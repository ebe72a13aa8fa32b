//! Transition-table conformance for the session state machine.

mod helpers;

use std::sync::Arc;

use helpers::{both_photos, png_upload, service_at, uploaded_session, ScriptedBackend};
use tempfile::tempdir;
use tryon_api::{Action, ActionInput};
use tryon_core::models::session::{Session, Stage};

#[tokio::test]
async fn test_upload_both_photos_reaches_uploaded() {
    let dir = tempdir().unwrap();
    let service = service_at(dir.path(), helpers::always_failing()).await;

    let session = Session::new();
    let after = service.apply(&session, Action::Upload, both_photos(30, 20)).await;

    assert_eq!(after.stage, Stage::Uploaded);
    let user_ref = after.user_photo.as_deref().unwrap();
    let jewelry_ref = after.jewelry_photo.as_deref().unwrap();
    assert!(user_ref.starts_with("user_"));
    assert!(jewelry_ref.starts_with("jewel_"));
    assert!(after.result_photo.is_none());
    assert!(after.last_error.is_none());

    // Both stored photos exist under the root.
    assert!(dir.path().join(user_ref).is_file());
    assert!(dir.path().join(jewelry_ref).is_file());
}

#[tokio::test]
async fn test_upload_generates_thumbnails() {
    let dir = tempdir().unwrap();
    let service = service_at(dir.path(), helpers::always_failing()).await;

    let after = service
        .apply(&Session::new(), Action::Upload, both_photos(300, 200))
        .await;

    let user_ref = after.user_photo.as_deref().unwrap();
    let thumb = dir.path().join("thumbnails").join(format!("thumb_{user_ref}"));
    assert!(thumb.is_file());

    let img = image::load_from_memory(&std::fs::read(thumb).unwrap()).unwrap();
    assert!(img.width() <= 50 && img.height() <= 50);
}

#[tokio::test]
async fn test_upload_resizes_oversized_photo_in_place() {
    let dir = tempdir().unwrap();
    let service = service_at(dir.path(), helpers::always_failing()).await;

    // 300x200 exceeds the test bound of 100x100.
    let after = service
        .apply(&Session::new(), Action::Upload, both_photos(300, 200))
        .await;

    let user_ref = after.user_photo.as_deref().unwrap();
    let stored = image::load_from_memory(&std::fs::read(dir.path().join(user_ref)).unwrap()).unwrap();
    assert!(stored.width() <= 100 && stored.height() <= 100);
}

#[tokio::test]
async fn test_upload_missing_jewelry_photo_fails_to_form() {
    let dir = tempdir().unwrap();
    let service = service_at(dir.path(), helpers::always_failing()).await;

    let input = ActionInput {
        user_photo: Some(png_upload("me.png", 20, 20)),
        ..Default::default()
    };
    let after = service.apply(&Session::new(), Action::Upload, input).await;

    assert_eq!(after.stage, Stage::Form);
    let error = after.last_error.unwrap();
    assert!(error.contains("jewelry"), "unexpected message: {error}");
    assert!(after.user_photo.is_none());
}

#[tokio::test]
async fn test_upload_rejects_non_image_payload() {
    let dir = tempdir().unwrap();
    let service = service_at(dir.path(), helpers::always_failing()).await;

    let input = ActionInput {
        user_photo: Some(tryon_api::UploadedFile {
            file_name: "photo.jpg".to_string(),
            bytes: b"definitely not an image".to_vec(),
        }),
        jewelry_photo: Some(png_upload("bracelet.png", 20, 20)),
        ..Default::default()
    };
    let after = service.apply(&Session::new(), Action::Upload, input).await;

    assert_eq!(after.stage, Stage::Form);
    assert!(after.last_error.is_some());
    assert!(after.user_photo.is_none());
    assert!(after.jewelry_photo.is_none());
}

#[tokio::test]
async fn test_upload_from_processed_leaves_stage_unchanged() {
    let dir = tempdir().unwrap();
    let service = service_at(dir.path(), helpers::always_failing()).await;

    let mut session = uploaded_session("user_a.png", "jewel_b.png");
    session.stage = Stage::Processed;
    session.result_photo = Some("user_a-jewel_b.png".to_string());

    let after = service.apply(&session, Action::Upload, both_photos(20, 20)).await;

    // A wrong-stage action is not a failure: nothing moves, only the
    // message is set.
    assert_eq!(after.stage, Stage::Processed);
    assert!(after.last_error.is_some());
    assert_eq!(after.user_photo.as_deref(), Some("user_a.png"));
    assert_eq!(after.jewelry_photo.as_deref(), Some("jewel_b.png"));
    assert_eq!(after.result_photo.as_deref(), Some("user_a-jewel_b.png"));
}

#[tokio::test]
async fn test_tryon_from_processed_leaves_stage_unchanged() {
    let dir = tempdir().unwrap();
    let service = service_at(dir.path(), helpers::always_failing()).await;

    let mut session = uploaded_session("user_a.png", "jewel_b.png");
    session.stage = Stage::Processed;
    session.result_photo = Some("user_a-jewel_b.png".to_string());

    let after = service.apply(&session, Action::Tryon, ActionInput::default()).await;

    assert_eq!(after.stage, Stage::Processed);
    assert!(after.last_error.is_some());
    assert_eq!(after.result_photo.as_deref(), Some("user_a-jewel_b.png"));
}

#[tokio::test]
async fn test_tryon_from_form_is_rejected_in_place() {
    let dir = tempdir().unwrap();
    let service = service_at(dir.path(), helpers::always_failing()).await;

    let after = service
        .apply(&Session::new(), Action::Tryon, ActionInput::default())
        .await;

    assert_eq!(after.stage, Stage::Form);
    assert!(after.last_error.is_some());
}

#[tokio::test]
async fn test_reset_clears_unpinned_refs_from_any_stage() {
    let dir = tempdir().unwrap();
    let service = service_at(dir.path(), helpers::always_failing()).await;

    for stage in [Stage::Form, Stage::Uploaded, Stage::Processed] {
        let mut session = uploaded_session("user_a.png", "jewel_b.png");
        session.stage = stage;
        session.result_photo = Some("user_a-jewel_b.png".to_string());
        session.last_error = Some("old error".to_string());

        let after = service.apply(&session, Action::Reset, ActionInput::default()).await;

        assert_eq!(after.stage, Stage::Form);
        assert!(after.user_photo.is_none());
        assert!(after.jewelry_photo.is_none());
        assert!(after.result_photo.is_none());
        assert!(after.last_error.is_none());
    }
}

#[tokio::test]
async fn test_reset_keeps_pinned_refs_but_never_the_result() {
    let dir = tempdir().unwrap();
    let service = service_at(dir.path(), helpers::always_failing()).await;

    let mut session = uploaded_session("user_a.png", "jewel_b.png");
    session.stage = Stage::Processed;
    session.result_photo = Some("user_a-jewel_b.png".to_string());
    session.pin_user = true;

    let after = service.apply(&session, Action::Reset, ActionInput::default()).await;

    assert_eq!(after.stage, Stage::Form);
    assert_eq!(after.user_photo.as_deref(), Some("user_a.png"));
    assert!(after.jewelry_photo.is_none());
    assert!(after.result_photo.is_none());
}

#[tokio::test]
async fn test_pin_flags_on_the_request_apply_before_reset() {
    let dir = tempdir().unwrap();
    let service = service_at(dir.path(), helpers::always_failing()).await;

    let session = uploaded_session("user_a.png", "jewel_b.png");
    let input = ActionInput {
        pin_jewelry: Some(true),
        ..Default::default()
    };
    let after = service.apply(&session, Action::Reset, input).await;

    assert!(after.user_photo.is_none());
    assert_eq!(after.jewelry_photo.as_deref(), Some("jewel_b.png"));
    assert!(after.pin_jewelry);
}

#[tokio::test]
async fn test_upload_reuses_existing_ref_for_missing_role() {
    let dir = tempdir().unwrap();
    let service = service_at(dir.path(), Arc::new(ScriptedBackend::succeeding(vec![1]))).await;

    // First upload stores both photos.
    let first = service.apply(&Session::new(), Action::Upload, both_photos(20, 20)).await;
    let jewelry_ref = first.jewelry_photo.clone().unwrap();

    // Second upload brings only a user photo; the session still holds the
    // jewelry ref, which is reused.
    let input = ActionInput {
        user_photo: Some(png_upload("me2.png", 20, 20)),
        ..Default::default()
    };
    let after = service.apply(&first, Action::Upload, input).await;

    assert_eq!(after.stage, Stage::Uploaded);
    assert_eq!(after.jewelry_photo.as_deref(), Some(jewelry_ref.as_str()));
    assert_ne!(after.user_photo, first.user_photo);
}

#[tokio::test]
async fn test_gallery_selection_resolves_stored_photo() {
    let dir = tempdir().unwrap();
    let service = service_at(dir.path(), helpers::always_failing()).await;

    let first = service.apply(&Session::new(), Action::Upload, both_photos(20, 20)).await;
    let user_ref = first.user_photo.clone().unwrap();

    // A new session selects the previously stored user photo from the
    // gallery and uploads a fresh jewelry photo.
    let input = ActionInput {
        user_gallery: Some(user_ref.clone()),
        jewelry_photo: Some(png_upload("ring.png", 20, 20)),
        ..Default::default()
    };
    let after = service.apply(&Session::new(), Action::Upload, input).await;

    assert_eq!(after.stage, Stage::Uploaded);
    assert_eq!(after.user_photo.as_deref(), Some(user_ref.as_str()));
}

#[tokio::test]
async fn test_gallery_selection_with_traversal_fails_safely() {
    let dir = tempdir().unwrap();
    let service = service_at(dir.path(), helpers::always_failing()).await;

    let input = ActionInput {
        user_gallery: Some("../../etc/passwd".to_string()),
        jewelry_photo: Some(png_upload("ring.png", 20, 20)),
        ..Default::default()
    };
    let after = service.apply(&Session::new(), Action::Upload, input).await;

    assert_eq!(after.stage, Stage::Form);
    let error = after.last_error.unwrap();
    assert!(!error.contains("passwd"));
}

◆ **YOUR TASK**: Which lines in the data hold the string "message"? Copy each of them.

◆ **RESULT BELOW**:
    assert!(error.contains("jewelry"), "unexpected message: {error}");
    // message is set.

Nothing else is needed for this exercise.